What are the benefits of Lacto-Fermented Mayonnaise?

Lacto-Fermented Mayonnaise is rich in probiotics, supporting gut health and digestion. It enhances nutrient absorption and boosts immunity while offering a tangy, complex flavor. The fermentation process extends shelf life naturally without preservatives. Made with wholesome ingredients, it’s a healthier alternative to store-bought mayo, free from artificial additives. Plus, it provides beneficial enzymes, making it easier to digest while adding a delicious, creamy texture to your meals.

How long does Lacto Fermented Mayonnaise last?

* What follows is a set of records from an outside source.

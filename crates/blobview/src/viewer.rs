//! Viewer builder and load contract

use crate::blob::Blob;
use crate::client::{fetch_blob, ViewerOptions};
use crate::error::ViewError;
use crate::locator::resolve_target;
use crate::render::{render, RenderKind, RenderSink};
use serde::{Deserialize, Serialize};

/// Status update during a load
#[derive(Debug, Clone, Serialize, Deserialize)]
pub struct LoadStatus {
    /// Current phase ("resolve", "fetch", "render", "complete")
    pub phase: String,
    /// Optional message
    #[serde(skip_serializing_if = "Option::is_none")]
    pub message: Option<String>,
}

impl LoadStatus {
    /// Create a new status with phase
    pub fn new(phase: impl Into<String>) -> Self {
        Self {
            phase: phase.into(),
            message: None,
        }
    }

    /// Set message
    pub fn with_message(mut self, message: impl Into<String>) -> Self {
        self.message = Some(message.into());
        self
    }
}

/// Builder for configuring a [`Viewer`]
#[derive(Debug, Clone, Default)]
pub struct ViewerBuilder {
    options: ViewerOptions,
}

impl ViewerBuilder {
    /// Create a new builder targeting the public endpoints
    pub fn new() -> Self {
        Self::default()
    }

    /// Set custom User-Agent
    pub fn user_agent(mut self, ua: impl Into<String>) -> Self {
        self.options.user_agent = Some(ua.into());
        self
    }

    /// Override the GitHub REST API base URL
    pub fn github_api_base(mut self, base: impl Into<String>) -> Self {
        self.options.github_api_base = Some(base.into());
        self
    }

    /// Override the CDN mirror base URL
    pub fn cdn_base(mut self, base: impl Into<String>) -> Self {
        self.options.cdn_base = Some(base.into());
        self
    }

    /// Override the Gitee API base URL
    pub fn gitee_api_base(mut self, base: impl Into<String>) -> Self {
        self.options.gitee_api_base = Some(base.into());
        self
    }

    /// Build the viewer
    pub fn build(self) -> Viewer {
        Viewer {
            options: self.options,
        }
    }
}

/// Configured viewer
#[derive(Debug, Clone, Default)]
pub struct Viewer {
    options: ViewerOptions,
}

impl Viewer {
    /// Create a new viewer builder
    pub fn builder() -> ViewerBuilder {
        ViewerBuilder::new()
    }

    /// Create a viewer from ready-made options
    pub fn with_options(options: ViewerOptions) -> Self {
        Self { options }
    }

    pub fn options(&self) -> &ViewerOptions {
        &self.options
    }

    /// Fetch the file behind a blob view URL without rendering it
    pub async fn fetch(&self, url: &str) -> Result<Blob, ViewError> {
        fetch_blob(url, &self.options).await
    }

    /// Fetch the file named by a location and render it into the sink
    pub async fn load<S: RenderSink + ?Sized>(
        &self,
        location: &str,
        sink: &mut S,
    ) -> Result<RenderKind, ViewError> {
        self.load_with_status(location, sink, |_| {}).await
    }

    /// Load with status updates
    pub async fn load_with_status<S, F>(
        &self,
        location: &str,
        sink: &mut S,
        mut status_callback: F,
    ) -> Result<RenderKind, ViewError>
    where
        S: RenderSink + ?Sized,
        F: FnMut(LoadStatus),
    {
        status_callback(LoadStatus::new("resolve").with_message(location));
        let target = resolve_target(location);
        tracing::debug!(url = %target, "Loading blob");

        status_callback(LoadStatus::new("fetch").with_message(target));
        let blob = self.fetch(target).await?;

        status_callback(LoadStatus::new("render").with_message(blob.mime_type()));
        let kind = render(&blob, sink);

        status_callback(LoadStatus::new("complete"));
        Ok(kind)
    }
}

Lacto Fermented Mayonnaise lasts 2 to 3 weeks when stored properly in the refrigerator. The fermentation process naturally extends its shelf life compared to regular homemade mayo, thanks to the presence of probiotics. Always store it in a clean, airtight glass jar and keep it chilled to prevent spoilage. If the mayo develops an off smell, unusual texture, or mold, discard it. Using fresh, high-quality ingredients and handling it with clean utensils helps maintain its freshness. Over time, the flavor may become tangier due to ongoing fermentation.

Can I make Lacto-Fermented Mayonnaise without whey?

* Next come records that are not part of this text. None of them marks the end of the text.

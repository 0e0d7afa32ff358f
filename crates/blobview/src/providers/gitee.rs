//! Gitee provider

use crate::blob::Blob;
use crate::client::ViewerOptions;
use crate::error::ViewError;
use crate::locator::SourceLocator;
use crate::mime::mime_for_path;
use crate::providers::{build_client, get_json, Provider};
use async_trait::async_trait;
use serde::Deserialize;

/// Public Gitee v5 API
pub const GITEE_API_BASE: &str = "https://gitee.com/api/v5";

/// Gitee contents API response (partial)
#[derive(Debug, Deserialize)]
struct GiteeContents {
    content: String,
    #[serde(default = "default_encoding")]
    encoding: String,
}

fn default_encoding() -> String {
    "base64".to_string()
}

/// Gitee provider
///
/// Single step: the contents API returns the whole file as base64, so
/// there is no size-based routing.
pub struct GiteeProvider;

impl GiteeProvider {
    /// Create a new Gitee provider
    pub fn new() -> Self {
        Self
    }
}

impl Default for GiteeProvider {
    fn default() -> Self {
        Self::new()
    }
}

#[async_trait]
impl Provider for GiteeProvider {
    fn name(&self) -> &'static str {
        "gitee"
    }

    fn matches(&self, url: &str) -> bool {
        url.contains("gitee")
    }

    async fn fetch(
        &self,
        locator: &SourceLocator,
        options: &ViewerOptions,
    ) -> Result<Blob, ViewError> {
        let client = build_client(options)?;
        let base = options
            .gitee_api_base
            .as_deref()
            .unwrap_or(GITEE_API_BASE)
            .trim_end_matches('/');

        let url = contents_url(base, locator);
        let contents: GiteeContents = get_json(&client, &url).await?;

        Blob::from_encoded(
            &contents.content,
            &contents.encoding,
            mime_for_path(locator.path()),
        )
    }
}

fn contents_url(base: &str, locator: &SourceLocator) -> String {
    format!(
        "{}/repos/{}/{}/contents/{}",
        base,
        locator.owner(),
        locator.repository(),
        locator.path()
    )
}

Yes, you can make Lacto-Fermented Mayonnaise without whey by using other natural fermentation starters. Alternatives include sauerkraut juice, kombucha, brine from fermented pickles, water kefir, or a probiotic capsule (opened and mixed in). These provide beneficial bacteria needed for fermentation. Simply replace the whey with an equal amount of your chosen starter. The mayo will still develop a tangy, probiotic-rich flavor while supporting gut health. Just ensure you use a high-quality probiotic source for the best results.

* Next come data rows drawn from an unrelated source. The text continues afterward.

//! Rendering blobs into a document
//!
//! Each blob becomes exactly one [`Element`], chosen from its MIME type:
//!
//! 1. video (or an HLS playlist) - a player pointed at the access URL
//! 2. text - the payload shown verbatim in a preformatted block
//! 3. image - an image pointed at the access URL
//! 4. anything else - a frame embedding the access URL
//!
//! Elements are appended to a [`RenderSink`]; nothing is ever replaced.

use crate::blob::Blob;
use serde::{Deserialize, Serialize};

/// HLS playlists are played as video even though the type says otherwise
pub const HLS_MIME: &str = "application/vnd.apple.mpegurl";

/// A rendered element
#[derive(Debug, Clone, PartialEq, Eq, Serialize, Deserialize)]
#[serde(tag = "kind", rename_all = "snake_case")]
pub enum Element {
    /// Video player
    Video { src: String, mime_type: String },
    /// Preformatted text block
    Text { content: String },
    /// Image
    Image { src: String },
    /// Generic embedded frame
    Frame { src: String },
}

/// Which rendering bucket a blob fell into
#[derive(Debug, Clone, Copy, PartialEq, Eq, Serialize, Deserialize)]
#[serde(rename_all = "snake_case")]
pub enum RenderKind {
    Video,
    Text,
    Image,
    Frame,
}

impl RenderKind {
    /// Bucket for a MIME type
    pub fn for_mime(mime_type: &str) -> Self {
        if mime_type.contains("video") || mime_type == HLS_MIME {
            RenderKind::Video
        } else if mime_type.contains("text") {
            RenderKind::Text
        } else if mime_type.contains("image") {
            RenderKind::Image
        } else {
            RenderKind::Frame
        }
    }
}

impl Element {
    pub fn kind(&self) -> RenderKind {
        match self {
            Element::Video { .. } => RenderKind::Video,
            Element::Text { .. } => RenderKind::Text,
            Element::Image { .. } => RenderKind::Image,
            Element::Frame { .. } => RenderKind::Frame,
        }
    }
}

/// Build the element that displays a blob
pub fn element_for(blob: &Blob) -> Element {
    let src = blob.access_url().to_string();
    match RenderKind::for_mime(blob.mime_type()) {
        RenderKind::Video => Element::Video {
            src,
            mime_type: blob.mime_type().to_string(),
        },
        RenderKind::Text => Element::Text {
            content: blob.text().into_owned(),
        },
        RenderKind::Image => Element::Image { src },
        RenderKind::Frame => Element::Frame { src },
    }
}

/// Destination for rendered elements
pub trait RenderSink {
    fn append(&mut self, element: Element);
}

impl RenderSink for Vec<Element> {
    fn append(&mut self, element: Element) {
        self.push(element);
    }
}

/// Render a blob into the sink, returning the chosen bucket
pub fn render<S: RenderSink + ?Sized>(blob: &Blob, sink: &mut S) -> RenderKind {
    let element = element_for(blob);
    let kind = element.kind();
    tracing::debug!(?kind, mime_type = blob.mime_type(), size = blob.len(), "Rendering blob");
    sink.append(element);
    kind
}

/// Append-only document of rendered elements
#[derive(Debug, Clone, Default, PartialEq, Eq, Serialize)]
pub struct Document {
    elements: Vec<Element>,
}

impl Document {
    /// Create an empty document
    pub fn new() -> Self {
        Self::default()
    }

    pub fn elements(&self) -> &[Element] {
        &self.elements
    }

    pub fn is_empty(&self) -> bool {
        self.elements.is_empty()
    }

    /// Standalone HTML page showing every element in order
    pub fn to_html(&self) -> String {
        let mut output = String::new();

        output.push_str("<!DOCTYPE html>\n<html>\n<head>\n<meta charset=\"utf-8\">\n");
        output.push_str("<title>BlobView</title>\n</head>\n<body>\n");

        for element in &self.elements {
            output.push_str(&element_html(element));
            output.push('\n');
        }

        output.push_str("</body>\n</html>\n");
        output
    }
}

impl RenderSink for Document {
    fn append(&mut self, element: Element) {
        self.elements.push(element);
    }
}

fn element_html(element: &Element) -> String {
    match element {
        Element::Video { src, mime_type } => format!(
            "<video controls style=\"width: 100%;height: 100%;\"><source src=\"{}\" type=\"{}\"></video>",
            escape_html(src),
            escape_html(mime_type)
        ),
        Element::Text { content } => format!("<pre>{}</pre>", escape_html(content)),
        Element::Image { src } => format!("<img src=\"{}\">", escape_html(src)),
        Element::Frame { src } => format!(
            "<iframe src=\"{}\" width=\"100%\" height=\"100%\" frameborder=\"0\"></iframe>",
            escape_html(src)
        ),
    }
}

fn escape_html(input: &str) -> String {
    let mut escaped = String::with_capacity(input.len());
    for c in input.chars() {
        match c {
            '&' => escaped.push_str("&amp;"),
            '<' => escaped.push_str("&lt;"),
            '>' => escaped.push_str("&gt;"),
            '"' => escaped.push_str("&quot;"),
            '\'' => escaped.push_str("&#39;"),
            _ => escaped.push(c),
        }
    }
    escaped
}

#[cfg(test)]
mod tests {
    use super::*;
    use bytes::Bytes;

    fn cdn_blob(mime: &str) -> Blob {
        Blob::from_cdn(
            Bytes::from_static(b"payload"),
            mime,
            "https://cdn.jsdelivr.net/gh/o/r@main/file",
        )
    }

    #[test]
    fn test_dispatch_priority() {
        assert_eq!(RenderKind::for_mime("video/mp4"), RenderKind::Video);
        assert_eq!(RenderKind::for_mime(HLS_MIME), RenderKind::Video);
        assert_eq!(RenderKind::for_mime("text/plain"), RenderKind::Text);
        assert_eq!(RenderKind::for_mime("text/html"), RenderKind::Text);
        assert_eq!(RenderKind::for_mime("image/png"), RenderKind::Image);
        assert_eq!(RenderKind::for_mime("application/pdf"), RenderKind::Frame);
        assert_eq!(RenderKind::for_mime("audio/mpeg"), RenderKind::Frame);
        assert_eq!(RenderKind::for_mime(""), RenderKind::Frame);
    }

    #[test]
    fn test_dispatch_is_substring_based() {
        // "text" matched anywhere, checked after video and before image
        assert_eq!(
            RenderKind::for_mime("application/vnd.oasis.opendocument.text"),
            RenderKind::Text
        );
        assert_eq!(RenderKind::for_mime("image/svg+xml"), RenderKind::Image);
    }

    #[test]
    fn test_element_for_video() {
        let element = element_for(&cdn_blob("video/mp4"));
        assert_eq!(
            element,
            Element::Video {
                src: "https://cdn.jsdelivr.net/gh/o/r@main/file".to_string(),
                mime_type: "video/mp4".to_string(),
            }
        );
    }

    #[test]
    fn test_element_for_text_reads_payload() {
        let element = element_for(&cdn_blob("text/plain"));
        assert_eq!(
            element,
            Element::Text {
                content: "payload".to_string()
            }
        );
    }

    #[test]
    fn test_element_for_image_and_frame() {
        assert_eq!(element_for(&cdn_blob("image/png")).kind(), RenderKind::Image);

        let blob = Blob::from_bytes(Bytes::from_static(b"%PDF"), "application/pdf");
        match element_for(&blob) {
            Element::Frame { src } => assert!(src.starts_with("data:application/pdf;base64,")),
            other => panic!("expected frame, got {:?}", other),
        }
    }

    #[test]
    fn test_render_appends_without_clearing() {
        let mut document = Document::new();
        assert!(document.is_empty());

        assert_eq!(render(&cdn_blob("image/png"), &mut document), RenderKind::Image);
        assert_eq!(render(&cdn_blob("text/plain"), &mut document), RenderKind::Text);

        assert_eq!(document.elements().len(), 2);
        assert_eq!(document.elements()[0].kind(), RenderKind::Image);
        assert_eq!(document.elements()[1].kind(), RenderKind::Text);
    }

    #[test]
    fn test_render_into_vec_sink() {
        let mut sink: Vec<Element> = Vec::new();
        render(&cdn_blob("video/webm"), &mut sink);
        assert_eq!(sink.len(), 1);
    }

    #[test]
    fn test_to_html() {
        let mut document = Document::new();
        document.append(Element::Text {
            content: "<script>alert(1)</script>".to_string(),
        });
        document.append(Element::Video {
            src: "https://cdn.example/a.mp4".to_string(),
            mime_type: "video/mp4".to_string(),
        });
        document.append(Element::Frame {
            src: "data:application/pdf;base64,JVBERg==".to_string(),
        });

        let html = document.to_html();
        assert!(html.starts_with("<!DOCTYPE html>"));
        assert!(html.contains("<pre>&lt;script&gt;alert(1)&lt;/script&gt;</pre>"));
        assert!(html.contains("<source src=\"https://cdn.example/a.mp4\" type=\"video/mp4\">"));
        assert!(html.contains("<iframe src=\"data:application/pdf;base64,JVBERg==\""));
        assert!(html.find("<pre>").unwrap() < html.find("<video").unwrap());
    }

    #[test]
    fn test_element_serialization() {
        let element = Element::Image {
            src: "https://cdn.example/a.png".to_string(),
        };
        let json = serde_json::to_string(&element).unwrap();
        assert_eq!(json, r#"{"kind":"image","src":"https://cdn.example/a.png"}"#);
    }

    #[test]
    fn test_escape_html() {
        assert_eq!(escape_html("a & \"b\" <c>"), "a &amp; &quot;b&quot; &lt;c&gt;");
    }
}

Lacto Fermented Mayonnaise

Delicious Lacto Fermented Mayonnaise recipe

Looking to elevate your homemade condiments? This Lacto Fermented Mayonnaise recipe is a game-changer! Not only does it bring a rich, creamy texture and tangy flavor to your dishes, but it’s also packed with gut-friendly probiotics.
Prep Time 10 minutes
Cook Time 15 minutes
Total Time 25 minutes
Course Sauce
Cuisine French
Servings 2

Equipment

  • 1 Bowl

Ingredients
  

  • 1 egg yolk (preferably organic, pasture-raised)
  • 1 tbsp tsp Dijon mustard
  • 1 tbsp lemon juice (or apple cider vinegar)
  • 1 cup avocado oil (or light olive oil)
  • ½ tbsp sea salt

Instructions
 

  • In a mixing bowl or food processor, whisk together the egg yolk, mustard, and lemon juice until combined.
  • Slowly drizzle in the oil while whisking continuously (or blending on low speed) until thick and creamy.
  • Stir in the sea salt and whey (or other fermentation starter) to introduce probiotics.
  • Transfer the mayo to a clean glass jar and cover loosely with a lid.
  • Leave at room temperature for 6-12 hours to allow fermentation. (Shorter for a milder taste, longer for a tangier flavor.)
  • Once fermented, store in the refrigerator for up to 2-3 weeks.